EXERCISE DATA: Begin

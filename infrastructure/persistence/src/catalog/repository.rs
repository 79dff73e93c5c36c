use async_trait::async_trait;

use business::domain::catalog::model::{CatalogProduct, ProductCategory};
use business::domain::catalog::repository::CatalogRepository;
use business::domain::errors::RepositoryError;

use super::entity::CatalogProductEntity;

const CATALOG_JSON: &str = include_str!("../../data/products.json");

/// The site catalog, compiled into the binary and parsed once.
pub struct StaticCatalogRepository {
    products: Vec<CatalogProduct>,
}

impl StaticCatalogRepository {
    pub fn new() -> Result<Self, RepositoryError> {
        Self::from_json(CATALOG_JSON)
    }

    pub fn from_json(json: &str) -> Result<Self, RepositoryError> {
        let entities: Vec<CatalogProductEntity> =
            serde_json::from_str(json).map_err(|_| RepositoryError::CorruptedData)?;

        let products = entities
            .into_iter()
            .map(CatalogProductEntity::into_domain)
            .collect::<Result<Vec<_>, _>>()?;

        Ok(Self { products })
    }
}

#[async_trait]
impl CatalogRepository for StaticCatalogRepository {
    async fn get_all(&self) -> Result<Vec<CatalogProduct>, RepositoryError> {
        Ok(self.products.clone())
    }

    async fn get_by_slug(&self, slug: &str) -> Result<Option<CatalogProduct>, RepositoryError> {
        Ok(self.products.iter().find(|p| p.slug == slug).cloned())
    }

    async fn get_by_id(&self, id: &str) -> Result<Option<CatalogProduct>, RepositoryError> {
        Ok(self.products.iter().find(|p| p.id == id).cloned())
    }

    async fn get_by_category(
        &self,
        category: &ProductCategory,
    ) -> Result<Vec<CatalogProduct>, RepositoryError> {
        Ok(self
            .products
            .iter()
            .filter(|p| &p.category == category)
            .cloned()
            .collect())
    }
}

#[cfg(test)]
mod tests {
    use super::*;
    use std::collections::HashSet;

    #[test]
    fn should_load_embedded_catalog() {
        let repository = StaticCatalogRepository::new().unwrap();

        assert_eq!(repository.products.len(), 29);
    }

    #[test]
    fn should_keep_slugs_unique() {
        let repository = StaticCatalogRepository::new().unwrap();

        let slugs: HashSet<_> = repository.products.iter().map(|p| &p.slug).collect();

        assert_eq!(slugs.len(), repository.products.len());
    }

    #[tokio::test]
    async fn should_find_product_by_slug_with_sale_price() {
        let repository = StaticCatalogRepository::new().unwrap();

        let product = repository
            .get_by_slug("the-bottom-feeder-extra-battery")
            .await
            .unwrap()
            .unwrap();

        assert_eq!(product.id, "tbf-vacuum-2");
        assert_eq!(product.effective_price().formatted_amount(), "1924.00");
        assert_eq!(product.price.formatted_amount(), "2124.00");
    }

    #[tokio::test]
    async fn should_return_none_for_unknown_slug() {
        let repository = StaticCatalogRepository::new().unwrap();

        let product = repository.get_by_slug("jet-ski").await.unwrap();

        assert!(product.is_none());
    }

    #[tokio::test]
    async fn should_filter_by_category() {
        let repository = StaticCatalogRepository::new().unwrap();

        let vacuums = repository
            .get_by_category(&ProductCategory::Vacuums)
            .await
            .unwrap();

        assert!(!vacuums.is_empty());
        assert!(vacuums.iter().all(|p| p.category == ProductCategory::Vacuums));
    }

    #[tokio::test]
    async fn should_find_product_by_id() {
        let repository = StaticCatalogRepository::new().unwrap();

        let product = repository.get_by_id("tbf-vacuum-1").await.unwrap().unwrap();

        assert_eq!(product.slug, "the-bottom-feeder");
    }

    #[test]
    fn should_reject_unknown_category() {
        let json = r#"[{
            "id": "x", "name": "x", "slug": "x", "price": "1.00", "sku": "x",
            "category": "boats", "description": "", "image": "", "shopify_handle": "x",
            "in_stock": true
        }]"#;

        assert!(matches!(
            StaticCatalogRepository::from_json(json),
            Err(RepositoryError::CorruptedData)
        ));
    }

    #[test]
    fn should_reject_unparseable_price() {
        let json = r#"[{
            "id": "x", "name": "x", "slug": "x", "price": "cheap", "sku": "x",
            "category": "parts", "description": "", "image": "", "shopify_handle": "x",
            "in_stock": true
        }]"#;

        assert!(matches!(
            StaticCatalogRepository::from_json(json),
            Err(RepositoryError::CorruptedData)
        ));
    }
}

EXERCISE DATA: End

TASK PROMPT:
From the records above, repeat exactly the lines from the one with "Ok(self.products.clone())" through the one with "let vacuums = repository", both included.

YOUR RESPONSE:
        Ok(self.products.clone())
    }

    async fn get_by_slug(&self, slug: &str) -> Result<Option<CatalogProduct>, RepositoryError> {
        Ok(self.products.iter().find(|p| p.slug == slug).cloned())
    }

    async fn get_by_id(&self, id: &str) -> Result<Option<CatalogProduct>, RepositoryError> {
        Ok(self.products.iter().find(|p| p.id == id).cloned())
    }

    async fn get_by_category(
        &self,
        category: &ProductCategory,
    ) -> Result<Vec<CatalogProduct>, RepositoryError> {
        Ok(self
            .products
            .iter()
            .filter(|p| &p.category == category)
            .cloned()
            .collect())
    }
}

#[cfg(test)]
mod tests {
    use super::*;
    use std::collections::HashSet;

    #[test]
    fn should_load_embedded_catalog() {
        let repository = StaticCatalogRepository::new().unwrap();

        assert_eq!(repository.products.len(), 29);
    }

    #[test]
    fn should_keep_slugs_unique() {
        let repository = StaticCatalogRepository::new().unwrap();

        let slugs: HashSet<_> = repository.products.iter().map(|p| &p.slug).collect();

        assert_eq!(slugs.len(), repository.products.len());
    }

    #[tokio::test]
    async fn should_find_product_by_slug_with_sale_price() {
        let repository = StaticCatalogRepository::new().unwrap();

        let product = repository
            .get_by_slug("the-bottom-feeder-extra-battery")
            .await
            .unwrap()
            .unwrap();

        assert_eq!(product.id, "tbf-vacuum-2");
        assert_eq!(product.effective_price().formatted_amount(), "1924.00");
        assert_eq!(product.price.formatted_amount(), "2124.00");
    }

    #[tokio::test]
    async fn should_return_none_for_unknown_slug() {
        let repository = StaticCatalogRepository::new().unwrap();

        let product = repository.get_by_slug("jet-ski").await.unwrap();

        assert!(product.is_none());
    }

    #[tokio::test]
    async fn should_filter_by_category() {
        let repository = StaticCatalogRepository::new().unwrap();

        let vacuums = repository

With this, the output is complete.